Wirtschaftsklausur auf Schloss Neuhardenberg: Merz holt Wirtschaft und KI-Impulse an einen Tisch

Auf der anstehenden Kabinettsklausur will Friedrich Merz (CDU) die deutsche Wirtschaft und Zukunftstechnologien ins Zentrum rücken – eine Mischung aus Großindustrie und Startups ist geladen.

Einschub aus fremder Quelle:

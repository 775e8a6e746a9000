//! HitSink implementation for SeaOrmStorage
//!
//! Flushes buffered hit counts with a single `UPDATE ... SET hit_count = CASE ...`
//! statement. Values are bound as parameters; short codes are additionally
//! checked against the short code charset before the statement is built.

use async_trait::async_trait;
use sea_orm::sea_query::{CaseStatement, Expr, Query};
use sea_orm::{ConnectionTrait, ExprTrait};
use tracing::debug;

use super::SeaOrmStorage;
use super::retry;
use crate::hits::HitSink;
use crate::utils::is_valid_short_code;

use migration::entities::short_link;

#[async_trait]
impl HitSink for SeaOrmStorage {
    async fn flush_hits(&self, updates: Vec<(String, usize)>) -> anyhow::Result<()> {
        if updates.is_empty() {
            return Ok(());
        }

        if let Some((code, _)) = updates.iter().find(|(code, _)| !is_valid_short_code(code)) {
            return Err(anyhow::anyhow!(
                "Invalid short_code format detected: '{}' - refusing to execute SQL",
                code
            ));
        }

        let total_count = updates.len();

        // 构建 CASE WHEN 表达式（跨数据库兼容）
        let mut case_stmt = CaseStatement::new();
        let mut codes: Vec<String> = Vec::with_capacity(total_count);
        for (code, count) in &updates {
            case_stmt = case_stmt.case(
                Expr::col(short_link::Column::ShortCode).eq(Expr::val(code.as_str())),
                Expr::col(short_link::Column::HitCount).add(Expr::val(*count as i64)),
            );
            codes.push(code.clone());
        }
        // 不匹配的保持原值
        case_stmt = case_stmt.finally(Expr::col(short_link::Column::HitCount));

        let stmt = Query::update()
            .table(short_link::Entity)
            .value(short_link::Column::HitCount, case_stmt)
            .and_where(Expr::col(short_link::Column::ShortCode).is_in(codes))
            .to_owned();

        let db = &self.db;
        let stmt_ref = &stmt;
        retry::with_retry_timeout("flush_hits", self.retry_config, self.op_timeout_ms, || async {
            db.execute(stmt_ref).await
        })
        .await
        .map_err(|e| anyhow::anyhow!("Failed to batch update hit counts: {}", e))?;

        debug!(
            "Hit counts flushed to {} database ({} records)",
            self.backend_name.to_uppercase(),
            total_count
        );

        Ok(())
    }
}
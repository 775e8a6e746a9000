use actix_service::{Service, Transform};
use actix_web::{
    Error, HttpMessage, HttpResponse,
    body::EitherBody,
    dev::{ServiceRequest, ServiceResponse},
    http::header::{AUTHORIZATION, CONTENT_TYPE, HeaderValue, WWW_AUTHENTICATE},
};
use futures_util::future::{LocalBoxFuture, Ready, ready};
use std::rc::Rc;
use std::sync::Arc;
use tracing::{debug, info, trace};

use crate::api::services::error_from_shortlink;
use crate::config::AuthConfig;
use crate::errors::ShortlinkError;
use crate::services::Requester;

/// API Key 认证中间件
///
/// 从 `Authorization: Bearer <key>` 解析调用方身份并放入 request extensions，
/// 处理函数通过 `web::ReqData<Requester>` 取出。
#[derive(Clone)]
pub struct ApiKeyAuth {
    auth: Arc<AuthConfig>,
}

impl ApiKeyAuth {
    pub fn new(auth: AuthConfig) -> Self {
        Self {
            auth: Arc::new(auth),
        }
    }
}

impl<S, B> Transform<S, ServiceRequest> for ApiKeyAuth
where
    S: Service<ServiceRequest, Response = ServiceResponse<B>, Error = Error> + 'static,
    B: 'static,
{
    type Response = ServiceResponse<EitherBody<B>>;
    type Error = Error;
    type InitError = ();
    type Transform = ApiKeyAuthMiddleware<S>;
    type Future = Ready<Result<Self::Transform, Self::InitError>>;

    fn new_transform(&self, service: S) -> Self::Future {
        ready(Ok(ApiKeyAuthMiddleware {
            service: Rc::new(service),
            auth: Arc::clone(&self.auth),
        }))
    }
}

pub struct ApiKeyAuthMiddleware<S> {
    service: Rc<S>,
    auth: Arc<AuthConfig>,
}

impl<S, B> ApiKeyAuthMiddleware<S>
where
    S: Service<ServiceRequest, Response = ServiceResponse<B>, Error = Error> + 'static,
    B: 'static,
{
    /// 未配置任何 Key 时 API 视为关闭
    fn handle_api_disabled(req: ServiceRequest) -> ServiceResponse<EitherBody<B>> {
        debug!("No API keys configured - returning 404");
        req.into_response(
            HttpResponse::NotFound()
                .insert_header((CONTENT_TYPE, "text/plain; charset=utf-8"))
                .body("Not Found")
                .map_into_right_body(),
        )
    }

    fn handle_unauthorized(req: ServiceRequest, message: &str) -> ServiceResponse<EitherBody<B>> {
        info!("API authentication failed: {}", message);
        let mut response = error_from_shortlink(&ShortlinkError::unauthorized(message));
        response
            .headers_mut()
            .insert(WWW_AUTHENTICATE, HeaderValue::from_static("Bearer"));
        req.into_response(response.map_into_right_body())
    }

    fn extract_bearer_token(req: &ServiceRequest) -> Option<String> {
        req.headers()
            .get(AUTHORIZATION)
            .and_then(|h| h.to_str().ok())
            .and_then(|s| s.strip_prefix("Bearer "))
            .map(|s| s.trim().to_string())
    }
}

impl<S, B> Service<ServiceRequest> for ApiKeyAuthMiddleware<S>
where
    S: Service<ServiceRequest, Response = ServiceResponse<B>, Error = Error> + 'static,
    B: 'static,
{
    type Response = ServiceResponse<EitherBody<B>>;
    type Error = Error;
    type Future = LocalBoxFuture<'static, Result<Self::Response, Self::Error>>;

    fn poll_ready(
        &self,
        ctx: &mut std::task::Context<'_>,
    ) -> std::task::Poll<Result<(), Self::Error>> {
        self.service.poll_ready(ctx)
    }

    fn call(&self, req: ServiceRequest) -> Self::Future {
        let srv = self.service.clone();
        let auth = Arc::clone(&self.auth);

        Box::pin(async move {
            let no_admin = auth.admin_key.as_deref().is_none_or(str::is_empty);
            if no_admin && auth.api_keys.is_empty() {
                return Ok(Self::handle_api_disabled(req));
            }

            let Some(token) = Self::extract_bearer_token(&req) else {
                return Ok(Self::handle_unauthorized(req, "Missing bearer token"));
            };

            let Some(requester) = Requester::from_token(&token, &auth) else {
                return Ok(Self::handle_unauthorized(req, "Invalid API key"));
            };

            trace!("Authenticated request as '{}'", requester.display_name());
            req.extensions_mut().insert(requester);

            let res = srv.call(req).await?;
            Ok(res.map_into_left_body())
        })
    }
}
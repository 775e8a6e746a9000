//! 业务服务层，HTTP 层只负责协议转换

pub mod link_service;
mod requester;
pub mod resolver;

pub use link_service::{CreateLinkRequest, LinkService, UpdateLinkRequest};
pub use requester::Requester;
pub use resolver::{LinkInfo, NotFoundReason, Resolution, Resolver};
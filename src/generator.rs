//! 短码生成器
//!
//! 生成器本身不判断短码是否空闲：候选码交给调用方的原子插入，
//! 插入返回 `Conflict` 时退避后换一个候选码重试。

use std::future::Future;
use std::time::Duration;

use tracing::{debug, warn};

use crate::config::GeneratorConfig;
use crate::errors::{Result, ShortlinkError};
use crate::storage::backend::retry::calculate_backoff;

const BASE62: &[u8] = b"ABCDEFGHIJKLMNOPQRSTUVWXYZabcdefghijklmnopqrstuvwxyz0123456789";
const BASE36_LOWER: &[u8] = b"abcdefghijklmnopqrstuvwxyz0123456789";

#[derive(Debug, Clone)]
pub struct CodeGenerator {
    length: usize,
    alphabet: &'static [u8],
    max_attempts: u32,
    backoff_base_ms: u64,
    backoff_max_ms: u64,
    reserved: Vec<String>,
}

impl CodeGenerator {
    /// `ignore_case` 为 true 时只生成小写字母和数字，
    /// 避免生成的短码在规范化后与其他短码撞车
    pub fn new(config: &GeneratorConfig, ignore_case: bool, reserved: Vec<String>) -> Self {
        Self {
            length: config.length.max(1),
            alphabet: if ignore_case { BASE36_LOWER } else { BASE62 },
            max_attempts: config.max_attempts.max(1),
            backoff_base_ms: config.backoff_base_ms,
            backoff_max_ms: config.backoff_max_ms,
            reserved,
        }
    }

    pub fn length(&self) -> usize {
        self.length
    }

    /// 生成一个候选码（不保证未被占用）
    pub fn generate(&self) -> String {
        std::iter::repeat_with(|| self.alphabet[rand::random_range(0..self.alphabet.len())] as char)
            .take(self.length)
            .collect()
    }

    fn is_reserved(&self, code: &str) -> bool {
        self.reserved.iter().any(|r| r.eq_ignore_ascii_case(code))
    }

    /// 分配一个空闲短码
    ///
    /// `attempt` 应对候选码执行原子创建：成功返回 `Ok`，
    /// 已被占用返回 `Conflict`。其他错误直接向上传递。
    /// 连续 `max_attempts` 次冲突后返回 `Exhausted`。
    pub async fn allocate<T, F, Fut>(&self, mut attempt: F) -> Result<T>
    where
        F: FnMut(String) -> Fut,
        Fut: Future<Output = Result<T>>,
    {
        for n in 1..=self.max_attempts {
            let candidate = self.generate();
            if self.is_reserved(&candidate) {
                continue;
            }

            match attempt(candidate.clone()).await {
                Ok(value) => {
                    if n > 1 {
                        debug!("Allocated code '{}' after {} attempts", candidate, n);
                    }
                    return Ok(value);
                }
                Err(ShortlinkError::Conflict(_)) => {
                    if n < self.max_attempts {
                        let delay = calculate_backoff(n, self.backoff_base_ms, self.backoff_max_ms);
                        debug!(
                            "Code '{}' already taken (attempt {}/{}), retrying in {} ms",
                            candidate, n, self.max_attempts, delay
                        );
                        tokio::time::sleep(Duration::from_millis(delay)).await;
                    }
                }
                Err(e) => return Err(e),
            }
        }

        warn!(
            "Code generator exhausted after {} attempts (length {})",
            self.max_attempts, self.length
        );
        Err(ShortlinkError::exhausted(format!(
            "Could not allocate a free short code after {} attempts",
            self.max_attempts
        )))
    }
}

#[cfg(test)]
mod tests {
    use super::*;
    use std::collections::HashSet;
    use std::sync::Mutex;
    use std::sync::atomic::{AtomicU32, Ordering};

    fn config(length: usize, max_attempts: u32) -> GeneratorConfig {
        GeneratorConfig {
            length,
            max_attempts,
            backoff_base_ms: 1,
            backoff_max_ms: 2,
        }
    }

    #[test]
    fn test_generate_length_and_charset() {
        let generator = CodeGenerator::new(&config(8, 4), false, vec![]);
        for _ in 0..100 {
            let code = generator.generate();
            assert_eq!(code.len(), 8);
            assert!(code.bytes().all(|b| BASE62.contains(&b)));
        }
    }

    #[test]
    fn test_ignore_case_generates_lowercase() {
        let generator = CodeGenerator::new(&config(10, 4), true, vec![]);
        for _ in 0..100 {
            let code = generator.generate();
            assert_eq!(code, code.to_lowercase());
        }
    }

    #[tokio::test]
    async fn test_allocate_retries_on_conflict() {
        let generator = CodeGenerator::new(&config(6, 5), false, vec![]);
        let calls = AtomicU32::new(0);

        let code = generator
            .allocate(|candidate| {
                let n = calls.fetch_add(1, Ordering::SeqCst);
                async move {
                    if n < 2 {
                        Err(ShortlinkError::conflict("taken"))
                    } else {
                        Ok(candidate)
                    }
                }
            })
            .await
            .unwrap();

        assert_eq!(code.len(), 6);
        assert_eq!(calls.load(Ordering::SeqCst), 3);
    }

    #[tokio::test]
    async fn test_allocate_exhausted() {
        let generator = CodeGenerator::new(&config(1, 3), false, vec![]);
        let calls = AtomicU32::new(0);

        let result: Result<String> = generator
            .allocate(|_| {
                calls.fetch_add(1, Ordering::SeqCst);
                async { Err(ShortlinkError::conflict("taken")) }
            })
            .await;

        assert!(matches!(result, Err(ShortlinkError::Exhausted(_))));
        assert_eq!(calls.load(Ordering::SeqCst), 3);
    }

    #[tokio::test]
    async fn test_allocate_propagates_store_errors() {
        let generator = CodeGenerator::new(&config(6, 5), false, vec![]);
        let calls = AtomicU32::new(0);

        let result: Result<String> = generator
            .allocate(|_| {
                calls.fetch_add(1, Ordering::SeqCst);
                async { Err(ShortlinkError::store_unavailable("down")) }
            })
            .await;

        assert!(matches!(result, Err(ShortlinkError::StoreUnavailable(_))));
        assert_eq!(calls.load(Ordering::SeqCst), 1);
    }

    #[tokio::test]
    async fn test_concurrent_allocations_are_distinct() {
        let generator = std::sync::Arc::new(CodeGenerator::new(&config(2, 50), false, vec![]));

        // 内存中的"原子插入"，用 HashSet 模拟主键约束；预先占用一批短码
        let mut existing = HashSet::new();
        while existing.len() < 500 {
            existing.insert(generator.generate());
        }
        let taken = std::sync::Arc::new(Mutex::new(existing.clone()));

        let mut handles = Vec::new();
        for _ in 0..50 {
            let taken = std::sync::Arc::clone(&taken);
            let generator = std::sync::Arc::clone(&generator);
            handles.push(tokio::spawn(async move {
                generator
                    .allocate(|candidate| {
                        let taken = std::sync::Arc::clone(&taken);
                        async move {
                            if taken.lock().unwrap().insert(candidate.clone()) {
                                Ok(candidate)
                            } else {
                                Err(ShortlinkError::conflict("taken"))
                            }
                        }
                    })
                    .await
            }));
        }

        let mut codes = HashSet::new();
        for h in handles {
            let code = h.await.unwrap().unwrap();
            assert!(!existing.contains(&code), "reissued taken code {}", code);
            assert!(codes.insert(code));
        }
        assert_eq!(codes.len(), 50);
        assert_eq!(taken.lock().unwrap().len(), 550);
    }

    #[tokio::test]
    async fn test_reserved_candidates_are_skipped() {
        let generator = CodeGenerator::new(&config(1, 2000), true, vec![]);
        let reserved: Vec<String> = BASE36_LOWER[1..]
            .iter()
            .map(|b| (*b as char).to_string())
            .collect();
        let generator = CodeGenerator {
            reserved,
            ..generator
        };

        let code = generator
            .allocate(|candidate| async move { Ok(candidate) })
            .await
            .unwrap();
        assert_eq!(code, "a");
    }
}
//! API 帮助函数

use actix_web::HttpResponse;
use actix_web::http::StatusCode;
use serde::Serialize;

use crate::errors::ShortlinkError;

use super::error_code::ErrorCode;
use super::types::ApiResponse;

/// 构建 JSON 响应
pub fn json_response<T: Serialize>(
    status: StatusCode,
    code: ErrorCode,
    message: impl Into<String>,
    data: Option<T>,
) -> HttpResponse {
    HttpResponse::build(status)
        .append_header(("Content-Type", "application/json; charset=utf-8"))
        .json(ApiResponse {
            code: code as i32,
            message: message.into(),
            data,
        })
}

pub fn success_response<T: Serialize>(data: T) -> HttpResponse {
    json_response(StatusCode::OK, ErrorCode::Success, "OK", Some(data))
}

pub fn created_response<T: Serialize>(data: T) -> HttpResponse {
    json_response(StatusCode::CREATED, ErrorCode::Success, "Created", Some(data))
}

pub fn error_response(status: StatusCode, error_code: ErrorCode, message: &str) -> HttpResponse {
    json_response::<()>(status, error_code, message, None)
}

/// 从 ShortlinkError 构建错误响应（自动映射 HTTP 状态码和 ErrorCode）
pub fn error_from_shortlink(err: &ShortlinkError) -> HttpResponse {
    error_response(err.http_status(), ErrorCode::from(err), err.message())
}

/// 成功时返回 200 + JSON 数据，失败时映射 ShortlinkError
pub fn api_result<T: Serialize>(result: Result<T, ShortlinkError>) -> HttpResponse {
    match result {
        Ok(data) => success_response(data),
        Err(e) => error_from_shortlink(&e),
    }
}

/// 请求体/查询参数解析失败时同样返回信封格式
pub fn json_error_handler(
    err: actix_web::error::JsonPayloadError,
    _req: &actix_web::HttpRequest,
) -> actix_web::Error {
    let message = format!("Invalid request body: {}", err);
    actix_web::error::InternalError::from_response(
        err,
        error_response(StatusCode::BAD_REQUEST, ErrorCode::BadRequest, &message),
    )
    .into()
}

pub fn query_error_handler(
    err: actix_web::error::QueryPayloadError,
    _req: &actix_web::HttpRequest,
) -> actix_web::Error {
    let message = format!("Invalid query string: {}", err);
    actix_web::error::InternalError::from_response(
        err,
        error_response(StatusCode::BAD_REQUEST, ErrorCode::BadRequest, &message),
    )
    .into()
}

#[cfg(test)]
mod tests {
    use super::*;

    #[test]
    fn test_error_from_shortlink_status() {
        let resp = error_from_shortlink(&ShortlinkError::conflict("taken"));
        assert_eq!(resp.status(), StatusCode::CONFLICT);

        let resp = error_from_shortlink(&ShortlinkError::forbidden("nope"));
        assert_eq!(resp.status(), StatusCode::FORBIDDEN);
    }

    #[test]
    fn test_created_response() {
        let resp = created_response("x");
        assert_eq!(resp.status(), StatusCode::CREATED);
    }
}
pub mod shutdown;
pub mod startup;
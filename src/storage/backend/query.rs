use sea_orm::{
    ColumnTrait, Condition, EntityTrait, PaginatorTrait, QueryFilter, QueryOrder, QuerySelect,
};
use tracing::debug;

use super::SeaOrmStorage;
use super::converters::model_to_mapping;
use super::retry;
use crate::errors::Result;
use crate::storage::models::{LinkMapping, LinkPage};

use migration::entities::short_link;

/// 单页最大条数
const MAX_PAGE_SIZE: u64 = 200;

impl SeaOrmStorage {
    pub(super) async fn find(&self, code: &str) -> Result<Option<LinkMapping>> {
        let db = &self.db;
        let model = retry::with_retry_timeout(
            &format!("get({})", code),
            self.retry_config,
            self.op_timeout_ms,
            || async { short_link::Entity::find_by_id(code).one(db).await },
        )
        .await?;

        Ok(model.map(model_to_mapping))
    }

    pub(super) async fn count_all(&self) -> Result<u64> {
        let db = &self.db;
        let count = retry::with_retry_timeout(
            "count",
            self.retry_config,
            self.op_timeout_ms,
            || async { short_link::Entity::find().count(db).await },
        )
        .await?;

        Ok(count)
    }

    /// 最近创建的、未禁用且未过期的链接
    pub(super) async fn recent_active(&self, limit: u64) -> Result<Vec<LinkMapping>> {
        if limit == 0 {
            return Ok(Vec::new());
        }

        let db = &self.db;
        let now = chrono::Utc::now();
        let models = retry::with_retry_timeout(
            "load_active",
            self.retry_config,
            self.op_timeout_ms,
            || async {
                short_link::Entity::find()
                    .filter(short_link::Column::Disabled.eq(false))
                    .filter(
                        Condition::any()
                            .add(short_link::Column::ExpiresAt.is_null())
                            .add(short_link::Column::ExpiresAt.gt(now)),
                    )
                    .order_by_desc(short_link::Column::CreatedAt)
                    .limit(limit)
                    .all(db)
                    .await
            },
        )
        .await?;

        debug!("Loaded {} active links", models.len());
        Ok(models.into_iter().map(model_to_mapping).collect())
    }

    /// 分页列出链接；`owner` 为 None 时列出全部
    pub(super) async fn paginate_by_owner(
        &self,
        owner: Option<&str>,
        page: u64,
        page_size: u64,
    ) -> Result<LinkPage> {
        let page = page.max(1);
        let page_size = page_size.clamp(1, MAX_PAGE_SIZE);
        let db = &self.db;

        let (total, models) = retry::with_retry_timeout(
            "list_by_owner",
            self.retry_config,
            self.op_timeout_ms,
            || async {
                let mut select = short_link::Entity::find();
                if let Some(owner) = owner {
                    select = select.filter(short_link::Column::Owner.eq(owner));
                }
                let paginator = select
                    .order_by_desc(short_link::Column::CreatedAt)
                    .order_by_asc(short_link::Column::ShortCode)
                    .paginate(db, page_size);

                let total = paginator.num_items().await?;
                let models = paginator.fetch_page(page - 1).await?;
                Ok((total, models))
            },
        )
        .await?;

        Ok(LinkPage {
            items: models.into_iter().map(model_to_mapping).collect(),
            total,
            page,
            page_size,
        })
    }
}
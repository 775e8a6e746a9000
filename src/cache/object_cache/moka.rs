use std::time::{Duration, Instant};

use moka::policy::{EvictionPolicy, Expiry};
use moka::sync::Cache;
use tracing::debug;

use crate::cache::{CacheEntry, ObjectCache};

/// 过期策略：取缓存 TTL 与链接剩余有效期中较小者
struct CacheEntryExpiry {
    max_ttl: Duration,
}

impl CacheEntryExpiry {
    fn lifetime(&self, value: &CacheEntry) -> Duration {
        match value.expires_at {
            Some(expires_at) => {
                let remaining = (expires_at - chrono::Utc::now())
                    .to_std()
                    .unwrap_or(Duration::ZERO);
                remaining.min(self.max_ttl)
            }
            None => self.max_ttl,
        }
    }
}

impl Expiry<String, CacheEntry> for CacheEntryExpiry {
    fn expire_after_create(
        &self,
        _key: &String,
        value: &CacheEntry,
        _created_at: Instant,
    ) -> Option<Duration> {
        Some(self.lifetime(value))
    }

    fn expire_after_update(
        &self,
        _key: &String,
        value: &CacheEntry,
        _updated_at: Instant,
        _duration_until_expiry: Option<Duration>,
    ) -> Option<Duration> {
        Some(self.lifetime(value))
    }
}

/// 基于 moka 的有界 LRU 缓存
pub struct MokaObjectCache {
    inner: Cache<String, CacheEntry>,
}

impl MokaObjectCache {
    pub fn new(max_capacity: u64, ttl_secs: u64) -> Self {
        let inner = Cache::builder()
            .max_capacity(max_capacity)
            .eviction_policy(EvictionPolicy::lru())
            .expire_after(CacheEntryExpiry {
                max_ttl: Duration::from_secs(ttl_secs),
            })
            .build();

        debug!(
            "MokaObjectCache initialized with max capacity: {}, ttl: {}s",
            max_capacity, ttl_secs
        );
        Self { inner }
    }

    #[cfg(test)]
    fn sync(&self) {
        self.inner.run_pending_tasks();
    }
}

impl ObjectCache for MokaObjectCache {
    fn get(&self, key: &str) -> Option<CacheEntry> {
        self.inner.get(key)
    }

    fn insert(&self, key: String, value: CacheEntry) {
        if value.is_expired(chrono::Utc::now()) {
            return;
        }
        self.inner.insert(key, value);
    }

    fn remove(&self, key: &str) {
        self.inner.invalidate(key);
    }

    fn invalidate_all(&self) {
        self.inner.invalidate_all();
    }

    fn entry_count(&self) -> u64 {
        self.inner.entry_count()
    }

    fn cache_type(&self) -> &'static str {
        "memory"
    }
}
use chrono::{DateTime, Utc};

use crate::storage::LinkMapping;

/// 缓存中的链接快照，可随时丢弃，权威数据始终在存储中
#[derive(Debug, Clone, PartialEq, Eq)]
pub struct CacheEntry {
    pub code: String,
    pub target: String,
    /// 随条目一起缓存，命中时仍需检查
    pub expires_at: Option<DateTime<Utc>>,
    pub created_at: DateTime<Utc>,
    pub fetched_at: DateTime<Utc>,
}

impl CacheEntry {
    pub fn from_mapping(link: &LinkMapping) -> Self {
        Self {
            code: link.code.clone(),
            target: link.target.clone(),
            expires_at: link.expires_at,
            created_at: link.created_at,
            fetched_at: Utc::now(),
        }
    }

    pub fn is_expired(&self, now: DateTime<Utc>) -> bool {
        self.expires_at.is_some_and(|at| at <= now)
    }
}
use std::time::Duration;

use sea_orm::{ConnectOptions, Database, DatabaseConnection};
use tracing::info;

use crate::config::DatabaseConfig;
use crate::errors::{Result, ShortlinkError};
use migration::{Migrator, MigratorTrait};

/// 连接 SQLite 数据库（带自动创建和性能优化）
pub async fn connect_sqlite(database_url: &str) -> Result<DatabaseConnection> {
    use sea_orm::SqlxSqliteConnector;
    use sea_orm::sqlx::SqlitePool;
    use sea_orm::sqlx::sqlite::{SqliteConnectOptions, SqliteJournalMode, SqliteSynchronous};
    use std::str::FromStr;

    let opt = SqliteConnectOptions::from_str(database_url)
        .map_err(|e| ShortlinkError::database_config(format!("Invalid SQLite URL: {}", e)))?
        .create_if_missing(true)
        .journal_mode(SqliteJournalMode::Wal)
        .synchronous(SqliteSynchronous::Normal)
        .busy_timeout(Duration::from_secs(5))
        .pragma("cache_size", "-64000")
        .pragma("temp_store", "memory");

    // 使用 sqlx 的连接池
    let pool = SqlitePool::connect_with(opt).await.map_err(|e| {
        ShortlinkError::store_unavailable(format!("Cannot connect to SQLite database: {}", e))
    })?;

    // 转换为 Sea-ORM 的 DatabaseConnection
    Ok(SqlxSqliteConnector::from_sqlx_sqlite_pool(pool))
}

/// 连接通用数据库（MySQL/PostgreSQL）
pub async fn connect_generic(
    database_url: &str,
    backend_name: &str,
    config: &DatabaseConfig,
) -> Result<DatabaseConnection> {
    let pool_size = config.pool_size.max(1);
    let connect_timeout = Duration::from_secs(config.timeout.max(1));

    let mut opt = ConnectOptions::new(database_url.to_owned());
    opt.max_connections(pool_size)
        .min_connections(pool_size.min(5))
        .connect_timeout(connect_timeout)
        .acquire_timeout(connect_timeout)
        .idle_timeout(Duration::from_secs(300)) // 5分钟空闲超时
        .max_lifetime(Duration::from_secs(3600)) // 1小时最大生命周期
        .sqlx_logging(false);

    Database::connect(opt).await.map_err(|e| {
        ShortlinkError::store_unavailable(format!(
            "Cannot connect to {} database: {}",
            backend_name.to_uppercase(),
            e
        ))
    })
}

/// 运行数据库迁移
pub async fn run_migrations(db: &DatabaseConnection) -> Result<()> {
    Migrator::up(db, None)
        .await
        .map_err(|e| ShortlinkError::database_config(format!("Migration failed: {}", e)))?;

    info!("Database migrations completed");
    Ok(())
}
use std::sync::{Arc, OnceLock};

use arc_swap::ArcSwap;

use super::StaticConfig;

static CONFIG: OnceLock<ArcSwap<StaticConfig>> = OnceLock::new();

/// Get the global configuration instance
///
/// Returns an Arc pointer to the configuration, which is cheap to clone
/// and doesn't hold any locks.
pub fn get_config() -> Arc<StaticConfig> {
    try_get_config().unwrap_or_else(|| Arc::new(StaticConfig::default()))
}

/// 获取全局配置（未初始化时返回 None）
pub fn try_get_config() -> Option<Arc<StaticConfig>> {
    CONFIG.get().map(|c| c.load_full())
}

/// Initialize the global configuration
///
/// Loads configuration from "config.toml" in the current directory.
/// If the file doesn't exist, uses in-memory defaults.
pub fn init_config() {
    init_config_from("config.toml");
}

/// 从指定路径初始化全局配置（仅首次调用生效）
pub fn init_config_from(path: &str) {
    CONFIG.get_or_init(|| ArcSwap::from_pointee(StaticConfig::load(path)));
}
//! 点击计数
//!
//! 重定向路径只做内存累加，由后台任务批量写回存储。

mod manager;
mod sink;

pub use manager::HitCounter;
pub use sink::HitSink;
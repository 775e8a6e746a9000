use crate::storage::LinkMapping;
use migration::entities::short_link;

/// 将 Sea-ORM Model 转换为 LinkMapping
pub fn model_to_mapping(model: short_link::Model) -> LinkMapping {
    LinkMapping {
        code: model.short_code,
        target: model.target_url,
        created_at: model.created_at,
        updated_at: model.updated_at,
        expires_at: model.expires_at,
        owner: model.owner,
        disabled: model.disabled,
        hit_count: model.hit_count.max(0) as u64,
    }
}

/// 将 LinkMapping 转换为用于插入的 ActiveModel
///
/// 新链接的点击数总是从 0 开始，由点击计数器异步累加。
pub fn mapping_to_active_model(link: &LinkMapping) -> short_link::ActiveModel {
    use sea_orm::ActiveValue::Set;

    short_link::ActiveModel {
        short_code: Set(link.code.clone()),
        target_url: Set(link.target.clone()),
        created_at: Set(link.created_at),
        updated_at: Set(link.updated_at),
        expires_at: Set(link.expires_at),
        owner: Set(link.owner.clone()),
        disabled: Set(link.disabled),
        hit_count: Set(0),
    }
}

heute 16:28 Uhr | 2 mal gelesen

Es sind diese Einladungen, bei denen zwischen den Zeilen fast mehr steht als im eigentlichen Text: Für die Kabinettsklausur Ende August hat sich Friedrich Merz vorgenommen, die Weichen für die wirtschaftliche Zukunft Deutschlands neu zu stellen – jedenfalls, wenn man der Agenda traut, die laut Politico zitiert wurde. Industriepolitik, Innovationsdruck, aber auch Souveränität (was immer das heute noch heißt) gehören zu den Schwerpunkten – ganz zeitgemäß verpackt unter dem Motto 'Deutschland auf Kurs bringen'. Das Format hat etwas von guter, alter Missverständnis-Gemeinschaft: Politiker, Konzernlenker und Tech-Start-up-Visionäre, die sich auf Schloss Neuhardenberg, Brandenburg, zum Gedankenaustausch treffen. Siemens-Boss Roland Busch kommt, ebenso Aidan Gomez – einer, der das kanadische KI-Startup Cohere mit aufgebaut hat und die deutsche KI-Hoffnung Aleph Alpha eben erst übernommen hat. Dazwischen – kaum zu übersehen – auch Jörg Dittrich vom Handwerk, der vermutlich andere Alltagssorgen mitbringt. Spannend sind auch die geplanten „Live-Demos“: Tytan Technologies aus München will eine neue Abfangdrohne vorführen – ist das jetzt Symbolbild für Innovationsgeist oder eine Mahnung an die Unsicherheiten unserer Zeit? Außerdem gibt das Bundeskriminalamt den Stand der KI-gestützten Ermittlungsarbeit preis, und der Zoll möchte mit einer neuen App bei der Kontrolle von Personen punkten. Zukunftsmusik? Vielleicht. Jedenfalls ein Momentbild deutscher Politik, zwischen Pragmatismus und Vision – und manchmal auch einer Prise Skepsis.

Die anstehende Kabinettsklausur auf Schloss Neuhardenberg steht ganz im Zeichen von Wirtschaft, Industriepolitik und Technologiethemen. Merz will damit nicht nur klassische Industrievertreter und Innovationsunternehmen zusammenbringen, sondern gezielt Brücken zwischen Politik, Wirtschaft und technologischem Wandel schlagen. Neue Details aus aktuellen Recherchen: Berichten zufolge ist die Veranstaltung Teil einer breiteren Initiative, mit der sich die CDU verstärkt für mehr internationale Wettbewerbsfähigkeit, Technologieförderung und die Beschleunigung von Verwaltungsprozessen einsetzen will. Besonders die Integration von Künstlicher Intelligenz sowohl in der öffentlichen Verwaltung als auch im industriellen Sektor soll forciert werden – das zeigen nicht zuletzt die geplanten Präsentationen von BKA und Zoll. Aktuelle Artikel aus führenden Medien heben zudem hervor, dass solche Klausuren einen direkten Einfluss auf bevorstehende Gesetzesinitiativen haben können, etwa im Bereich Datenschutz, Innovationsförderung und der Modernisierung des Arbeitsrechts.